Aus dem ganz eigenen Hartz IV-Universum, in dem sich Millionen Menschen bewegen müssen, kommen tonnenweise Urteile der Sozialgerichtsbarkeit. Entscheidungen wie diese: »Einem als Hartz-IV-Aufstocker staatlich unterstützten Berliner Kellner darf die Unterstützung gekürzt werden, weil ihn sein Arbeitgeber an jedem Arbeitstag mit Essen versorgt.« Das hat das Bundessozialgericht in Kassel entschieden und wies damit die Revision gegen eine entsprechende Entscheidung des Landessozialgerichts Berlin-Brandenburg zurück. »Demnach stellt das im Arbeitsvertrag zugesicherte Essen des Kellners ein Einkommen dar. Dieses dürfe folglich bei der Berechnung der Hartz-IV-Leistungen mit berücksichtigt werden. Der sogenannte geldwerte Vorteil liegt demnach auch dann vor, wenn der Hartz-IV-Bezieher das bereitgestellte Essen gar nicht in Anspruch nimmt.« In dem Artikel Kostenlose Mahlzeit bei der Arbeit darf von Hartz IV abgezogen werden, in dem über diese Entscheidung berichtet wird, findet man zu dem Sachverhalt:

»Im konkreten Fall ging es um eine Berliner Familie mit drei Kindern. Der Mann arbeitete als Kellner, konnte aber mit seinem Einkommen nicht den Lebensunterhalt decken.
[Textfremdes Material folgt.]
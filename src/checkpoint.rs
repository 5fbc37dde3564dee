//! Checkpoints for resumable attacks.
//!
//! A [`Checkpoint`] is an ordered list of `(tag, value)` entries. The controller writes
//! a fixed section order: the attack options as a run of `arg` entries, followed by
//! whatever progress fields the guesser needs to continue exactly where it stopped.
//!
//! ```text
//!   arg       = --guesser=incremental
//!   arg       = --option=charset=abcdefgh
//!   arg       = --jobs=2
//!   length    = 4
//!   indexes   = 3,0,7,1,0,0
//!   has_next  = true
//! ```
//!
//! Producers and consumers of that sequence only see the [`StateWriter`] and
//! [`StateReader`] traits. On disk the checkpoint is a pickle document written
//! atomically with owner-only permissions.
//!
//! # Example
//!
//! ```rust
//! use phrasehound::checkpoint::{Checkpoint, StateReader, StateWriter};
//!
//! let mut checkpoint = Checkpoint::new();
//! checkpoint.put_usize("length", 3);
//! checkpoint.put_u32_list("indexes", &[1, 0, 2]);
//!
//! let mut reader = checkpoint.reader();
//! assert_eq!(reader.get_usize("length").unwrap(), 3);
//! assert_eq!(reader.get_u32_list("indexes").unwrap(), vec![1, 0, 2]);
//! ```

use std::fs::File;
use std::io::{BufReader, BufWriter, Write};
use std::path::Path;

use serde::{Deserialize, Serialize};

use crate::error::{Error, Result};

/// Current on-disk checkpoint revision.
pub const CHECKPOINT_REVISION: u32 = 1;

/// Sink for checkpoint entries.
///
/// Only [`put_str`](Self::put_str) must be implemented; the typed helpers render
/// their values as text.
pub trait StateWriter {
    /// Appends one entry.
    fn put_str(&mut self, tag: &str, value: &str);

    /// Appends an unsigned integer entry.
    fn put_usize(&mut self, tag: &str, value: usize) {
        self.put_str(tag, &value.to_string());
    }

    /// Appends a comma-separated list of unsigned integers.
    fn put_u32_list(&mut self, tag: &str, values: &[u32]) {
        let joined = values
            .iter()
            .map(|v| v.to_string())
            .collect::<Vec<_>>()
            .join(",");
        self.put_str(tag, &joined);
    }

    /// Appends a boolean entry.
    fn put_bool(&mut self, tag: &str, value: bool) {
        self.put_str(tag, if value { "true" } else { "false" });
    }
}

/// Cursor over checkpoint entries.
///
/// Readers consume entries in the order they were written. The typed getters
/// expect the entry under the cursor to carry the requested tag; a mismatch or
/// the end of the sequence is reported as [`Error::MissingState`].
pub trait StateReader {
    /// Tag of the entry under the cursor, or `None` once exhausted.
    fn peek_tag(&self) -> Option<&str>;

    /// Returns the value under the cursor and advances.
    fn next_value(&mut self) -> Option<String>;

    /// Reads the entry tagged `tag` as text.
    fn get_str(&mut self, tag: &str) -> Result<String> {
        let mismatch = match self.peek_tag() {
            Some(current) if current == tag => None,
            Some(current) => Some(format!("expected tag '{}', found '{}'", tag, current)),
            None => Some(format!("tag '{}' is missing", tag)),
        };
        if let Some(message) = mismatch {
            return Err(Error::MissingState(message));
        }
        self.next_value()
            .ok_or_else(|| Error::MissingState(format!("tag '{}' is missing", tag)))
    }

    /// Reads the entry tagged `tag` as an unsigned integer.
    fn get_usize(&mut self, tag: &str) -> Result<usize> {
        let value = self.get_str(tag)?;
        value
            .trim()
            .parse()
            .map_err(|_| Error::State(format!("tag '{}': not a number: {}", tag, value)))
    }

    /// Reads the entry tagged `tag` as a comma-separated integer list.
    fn get_u32_list(&mut self, tag: &str) -> Result<Vec<u32>> {
        let value = self.get_str(tag)?;
        if value.trim().is_empty() {
            return Ok(Vec::new());
        }
        value
            .split(',')
            .map(|part| {
                part.trim()
                    .parse()
                    .map_err(|_| Error::State(format!("tag '{}': not a number: {}", tag, part)))
            })
            .collect()
    }

    /// Reads the entry tagged `tag` as a boolean.
    fn get_bool(&mut self, tag: &str) -> Result<bool> {
        let value = self.get_str(tag)?;
        match value.trim() {
            "true" | "1" => Ok(true),
            "false" | "0" => Ok(false),
            other => Err(Error::State(format!("tag '{}': not a boolean: {}", tag, other))),
        }
    }
}

/// Serialized progress of an interrupted attack.
#[derive(Debug, Clone, PartialEq, Eq, Serialize, Deserialize)]
pub struct Checkpoint {
    /// Format revision, [`CHECKPOINT_REVISION`] for files written by this version.
    pub revision: u32,
    /// RFC 3339 time at which the checkpoint was taken.
    pub saved_at: String,
    entries: Vec<(String, String)>,
}

impl Default for Checkpoint {
    fn default() -> Self {
        Self::new()
    }
}

impl Checkpoint {
    /// Creates an empty checkpoint stamped with the current time.
    pub fn new() -> Self {
        Self {
            revision: CHECKPOINT_REVISION,
            saved_at: chrono::Utc::now().to_rfc3339(),
            entries: Vec::new(),
        }
    }

    /// All entries in write order.
    pub fn entries(&self) -> &[(String, String)] {
        &self.entries
    }

    /// Returns a reader positioned at the first entry.
    pub fn reader(&self) -> CheckpointReader<'_> {
        CheckpointReader {
            entries: &self.entries,
            pos: 0,
        }
    }

    /// Checks revision and entry tags.
    ///
    /// # Errors
    ///
    /// Returns [`Error::State`] for an unknown revision or an empty tag.
    pub fn validate(&self) -> Result<()> {
        if self.revision != CHECKPOINT_REVISION {
            return Err(Error::State(format!(
                "unsupported checkpoint revision {} (expected {})",
                self.revision, CHECKPOINT_REVISION
            )));
        }
        if let Some(index) = self.entries.iter().position(|(tag, _)| tag.trim().is_empty()) {
            return Err(Error::State(format!("entry {} has an empty tag", index)));
        }
        if chrono::DateTime::parse_from_rfc3339(&self.saved_at).is_err() {
            return Err(Error::State(format!(
                "invalid checkpoint timestamp: {}",
                self.saved_at
            )));
        }
        Ok(())
    }

    /// Reads and validates a checkpoint file.
    ///
    /// # Errors
    ///
    /// Returns [`Error::State`] if the file cannot be opened, decoded or validated.
    pub fn read_from_file(path: &Path) -> Result<Self> {
        let file = File::open(path)
            .map_err(|e| Error::State(format!("cannot open state file: {}", e)))?;
        let reader = BufReader::new(file);
        let checkpoint: Self = serde_pickle::from_reader(reader, Default::default())
            .map_err(|e| Error::State(format!("cannot parse state file: {}", e)))?;
        checkpoint.validate()?;
        Ok(checkpoint)
    }

    /// Writes the checkpoint atomically.
    ///
    /// The pickle is staged in a uniquely named file next to `path` (owner-only on
    /// Unix) and persisted over `path` once complete, so a crash never leaves a torn
    /// state file behind.
    ///
    /// # Errors
    ///
    /// Returns [`Error::State`] if any step fails.
    pub fn write_to_file(&self, path: &Path) -> Result<()> {
        let dir = path
            .parent()
            .filter(|parent| !parent.as_os_str().is_empty())
            .unwrap_or_else(|| Path::new("."));
        let mut staged = tempfile::NamedTempFile::new_in(dir).map_err(|e| {
            Error::State(format!("cannot stage state file in {}: {}", dir.display(), e))
        })?;

        {
            let mut writer = BufWriter::new(staged.as_file_mut());
            serde_pickle::to_writer(&mut writer, self, Default::default())
                .map_err(|e| Error::State(format!("cannot encode checkpoint: {}", e)))?;
            writer
                .flush()
                .map_err(|e| Error::State(format!("cannot write checkpoint: {}", e)))?;
        }

        staged
            .persist(path)
            .map_err(|e| Error::State(format!("cannot replace {}: {}", path.display(), e.error)))?;
        Ok(())
    }
}

impl StateWriter for Checkpoint {
    fn put_str(&mut self, tag: &str, value: &str) {
        self.entries.push((tag.to_string(), value.to_string()));
    }
}

/// [`StateReader`] over a borrowed [`Checkpoint`].
#[derive(Debug, Clone)]
pub struct CheckpointReader<'a> {
    entries: &'a [(String, String)],
    pos: usize,
}

impl StateReader for CheckpointReader<'_> {
    fn peek_tag(&self) -> Option<&str> {
        self.entries.get(self.pos).map(|(tag, _)| tag.as_str())
    }

    fn next_value(&mut self) -> Option<String> {
        let value = self.entries.get(self.pos).map(|(_, value)| value.clone());
        if value.is_some() {
            self.pos += 1;
        }
        value
    }
}

#[cfg(test)]
mod tests {
    use super::*;
    use tempfile::tempdir;

    #[test]
    fn test_typed_round_trip() {
        let mut checkpoint = Checkpoint::new();
        checkpoint.put_str("arg", "--jobs");
        checkpoint.put_usize("length", 7);
        checkpoint.put_u32_list("indexes", &[0, 4, 2]);
        checkpoint.put_bool("has_next", false);

        let mut reader = checkpoint.reader();
        assert_eq!(reader.get_str("arg").unwrap(), "--jobs");
        assert_eq!(reader.get_usize("length").unwrap(), 7);
        assert_eq!(reader.get_u32_list("indexes").unwrap(), vec![0, 4, 2]);
        assert!(!reader.get_bool("has_next").unwrap());
        assert_eq!(reader.peek_tag(), None);
    }

    #[test]
    fn test_wrong_tag_is_missing_state() {
        let mut checkpoint = Checkpoint::new();
        checkpoint.put_usize("length", 1);

        let mut reader = checkpoint.reader();
        assert!(matches!(
            reader.get_usize("indexes"),
            Err(Error::MissingState(_))
        ));
        // The cursor did not move.
        assert_eq!(reader.get_usize("length").unwrap(), 1);
        assert!(matches!(reader.get_bool("has_next"), Err(Error::MissingState(_))));
    }

    #[test]
    fn test_bad_values_are_state_errors() {
        let mut checkpoint = Checkpoint::new();
        checkpoint.put_str("length", "seven");
        checkpoint.put_str("has_next", "maybe");
        checkpoint.put_str("indexes", "1,x");

        let mut reader = checkpoint.reader();
        assert!(matches!(reader.get_usize("length"), Err(Error::State(_))));
        assert!(matches!(reader.get_bool("has_next"), Err(Error::State(_))));
        assert!(matches!(reader.get_u32_list("indexes"), Err(Error::State(_))));
    }

    #[test]
    fn test_file_round_trip() {
        let dir = tempdir().unwrap();
        let path = dir.path().join("phrasehound.state");

        let mut checkpoint = Checkpoint::new();
        checkpoint.put_str("arg", "--guesser");
        checkpoint.put_str("arg", "dictionary");
        checkpoint.put_usize("cursor", 42);
        checkpoint.write_to_file(&path).unwrap();

        let loaded = Checkpoint::read_from_file(&path).unwrap();
        assert_eq!(loaded, checkpoint);
        assert_eq!(std::fs::read_dir(dir.path()).unwrap().count(), 1);
    }

    #[test]
    fn test_state_file_with_tmp_extension() {
        let dir = tempdir().unwrap();
        let path = dir.path().join("phrasehound.tmp");

        let mut first = Checkpoint::new();
        first.put_usize("cursor", 1);
        first.write_to_file(&path).unwrap();
        let mut second = Checkpoint::new();
        second.put_usize("cursor", 2);
        second.write_to_file(&path).unwrap();

        assert_eq!(Checkpoint::read_from_file(&path).unwrap(), second);
        let names: Vec<_> = std::fs::read_dir(dir.path())
            .unwrap()
            .map(|entry| entry.unwrap().file_name())
            .collect();
        assert_eq!(names, vec![std::ffi::OsString::from("phrasehound.tmp")]);
    }

    #[cfg(target_pointer_width = "64")]
    #[test]
    fn test_large_counters_are_not_truncated() {
        let large = u32::MAX as usize + 7;
        let mut checkpoint = Checkpoint::new();
        checkpoint.put_usize("cursor", large);
        assert_eq!(checkpoint.reader().get_usize("cursor").unwrap(), large);
    }

    #[cfg(unix)]
    #[test]
    fn test_file_permissions() {
        use std::os::unix::fs::PermissionsExt;

        let dir = tempdir().unwrap();
        let path = dir.path().join("phrasehound.state");
        Checkpoint::new().write_to_file(&path).unwrap();

        let mode = std::fs::metadata(&path).unwrap().permissions().mode();
        assert_eq!(mode & 0o777, 0o600);
    }

    #[test]
    fn test_rejects_foreign_revision() {
        let dir = tempdir().unwrap();
        let path = dir.path().join("phrasehound.state");

        let mut checkpoint = Checkpoint::new();
        checkpoint.revision = 99;
        checkpoint.write_to_file(&path).unwrap();

        assert!(matches!(
            Checkpoint::read_from_file(&path),
            Err(Error::State(_))
        ));
    }

    #[test]
    fn test_garbage_file() {
        let dir = tempdir().unwrap();
        let path = dir.path().join("phrasehound.state");
        std::fs::write(&path, b"definitely not a pickle").unwrap();

        assert!(matches!(
            Checkpoint::read_from_file(&path),
            Err(Error::State(_))
        ));
    }
}

#[cfg(test)]
mod proptests {
    use super::*;
    use proptest::prelude::*;

    proptest! {
        #![proptest_config(ProptestConfig::with_cases(100))]

        #[test]
        fn u32_lists_survive(values in prop::collection::vec(any::<u32>(), 0..32)) {
            let mut checkpoint = Checkpoint::new();
            checkpoint.put_u32_list("indexes", &values);
            let mut reader = checkpoint.reader();
            prop_assert_eq!(reader.get_u32_list("indexes").unwrap(), values);
        }

        #[test]
        fn entries_keep_write_order(
            entries in prop::collection::vec(("[a-z_]{1,12}", ".{0,24}"), 0..16),
        ) {
            let mut checkpoint = Checkpoint::new();
            for (tag, value) in &entries {
                checkpoint.put_str(tag, value);
            }

            let mut reader = checkpoint.reader();
            for (tag, value) in &entries {
                prop_assert_eq!(reader.peek_tag(), Some(tag.as_str()));
                prop_assert_eq!(&reader.next_value().unwrap(), value);
            }
            prop_assert!(reader.next_value().is_none());
        }
    }
}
Das Jobcenter gewährte der Familie daher aufstockendes Arbeitslosengeld II. Laut Arbeitsvertrag stand dem Mann neben seiner regulären Vergütung auch an jedem Werktag eine Mahlzeit an der Arbeit zu. Der Arbeitgeber rechnete dies in Höhe von 3,17 Euro pro Arbeitstag als „Sachbezug“ ab. Das Jobcenter sah in der bereitgestellten Verpflegung ein auf das Arbeitslosengeld II mindernd anzurechnendes Einkommen. Es handele sich um „Einnahmen in Geldeswert“. Entsprechend der Arbeitslosengeld-II-Verordnung berücksichtigte die Behörde die Verpflegung als Einkommen in Höhe von monatlich 30,18 Euro. Ohne Erfolg verwies die Familie darauf, dass der Mann die Verpflegung gar nicht in Anspruch nehme.« Auch andere Artikel haben das Thema aufgegriffen: Kellner darf kostenloses Essen von Hartz-IV-Unterstützung abgezogen werden oder dieser Beitrag: Staat darf kostenloses Essen für Arbeitnehmer mit Hartz IV verrechnen. Daraus dieser Hinweis zum Sachverhalt: »Laut dieses Urteils hatte der 1962 geborene Kläger von 2008 bis 2018 in Berlin in Vollzeit als angestellter Kellner im Schichtdienst gearbeitet. Jeden Tag stellte ihm der Arbeitgeber demnach kostenfrei Getränke und Verpflegung zur Verfügung. Zugleich bezog der Mann zusammen mit seiner Frau und den drei Kindern staatliche Unterstützung nach Sozialgesetzbuch II … (2017) zog der Mann vor das Berliner Sozialgericht … Er nehme die kostenlose Verpflegung gar nicht in Anspruch, sondern esse lieber mit seiner Familie. Seine Tochter sei behindert, er wolle so viel Zeit wie möglich mit ihr verbringen, zitiert das Urteil den Kläger: „Ein tatsächlicher Zufluss des Sachbezugs sei mithin nicht gegeben.“ Die Klage blieb sowohl vor dem Sozialgericht als auch in der nächsthöheren Instanz ohne Erfolg.« Und landete nun schlussendlich vor dem Bundessozialgericht.